28 junho 2011

Com paixão e compaixão


O nosso idioma, extraordinário e intrincado idioma, apresenta, por vezes, palavras idênticas com sentido diferente.
Ontem, caminhando apressada pelas ruas, comecei a escrever mentalmente o assunto da crônica desse domingo. A palavra que surgiu foi: compaixão.
Ato contínuo, essa que lhes fala, romântica incurável e assumida, separou a palavra compaixão e deu um sorrisinho maroto porque “com paixão” é um tema muito fértil, que proporciona vôos ao espaço amplo das emoções que movem a vida de cada um.

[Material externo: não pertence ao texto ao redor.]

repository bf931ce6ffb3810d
pub mod extractor;
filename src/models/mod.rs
pub mod queue_item;

pub use queue_item::{Completion, Diagnostics, NewQueueItem, QueueItem, QueueStatus};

Sentir compaixão é nobre, é ter piedade, é condoer-se dos dissabores do próximo ou do distante. Sentimento puro de mentes conscientes e cúmplices com a dor alheia.
Porém viver com paixão é coisa bem diferente. Envolve um estado latente de energia, de entusiasmo, de dedicação, de compromisso. Compromisso, sim. Porque quando a paixão nos enlaça, rompe comportas como água de rio nas enxurradas sem freio.
E sentir paixão é se expor a toda e qualquer intempérie, é arriscar o passo, o gesto, a pele, o riso. Paixão acelera batimentos cardíacos, põe brilho no olhar, agiliza atitudes, desacomoda estruturas, preconceitos, planos. O ser envolvido pela paixão tenta equilibrar a razão num fio tênue e frágil porque, na paixão se arrisca perder para tentar ganhar.
Num dos trechos do livro “O profeta”, Gibran faz referência magistral à razão e a paixão: “Entre as colinas, quando vos sentardes à sombra fresca dos álamos brancos, partilhando da paz e da serenidade dos campos e dos prados distantes, então que vosso coração diga em silêncio: Deus repousa na Razão. E quando bramir a tempestade e o vento poderoso sacudir a floresta, e o trovão e o relâmpago proclamarem a majestade do céu, então que vosso coração diga com temor e respeito: Deus age na Paixão. E já que sois um sopro na esfera de Deus e uma folha na floresta de Deus, também devereis descansar na razão e agir na paixão.”
Sob a minha ótica, no meu ponto de vista, olhando bem de frente para minha face no espelho, sei que sou movida pelo combustível da paixão, faça sol ou caia chuva; sou emoção pura. Paixão pela vida, pelos outros, pelas descobertas. Apaixonada pelo antigo como referência e pelo novo como desafio. Incorrigíveis paixões que me sustentam, me mobilizam, me provocam.
Porém, e há sempre um “porém”, também sou razão. Muitas vezes até, racionalizo demais da conta para o meu gosto. Equilíbrio incômodo mas, necessário entre os prós e os contras, entre o deixar rolar e o colocar limites.
Mas “cá pra nós”, viver sem paixão, não é viver, é passar pela vida. E como não vim a passeio, absorvo como esponja cada detalhe da paisagem, fotografo rostos, planícies, penhascos, montanhas, rios e pontes. Tudo isso de que é feito o ser humano nas suas entrelinhas e que fascina, seduz, encanta essa minha alma peregrina.
Asseguro, parafraseando o poeta Vinicius de Moraes, que “são demais os perigos dessa vida pra quem tem paixão”
E no final das contas, sai ganhando quem arrisca. Uma lágrima pode até, vez ou outra, escorrer pela face e molhar o sorriso. Mas, não apaga o momento que semeou o sorriso, não impede a colheita do bom fruto. Apenas lava a tristeza.
Alegrias e tristezas vivem juntas quando se tem paixão. Melhor assim. Sem paixão tudo é árido deserto. E eu quero multidões ao meu redor. Quero a paixão como companheira de cama e mesa. Quero me abastecer constantemente da paixão, tendo compaixão pelos que perdem o melhor da festa.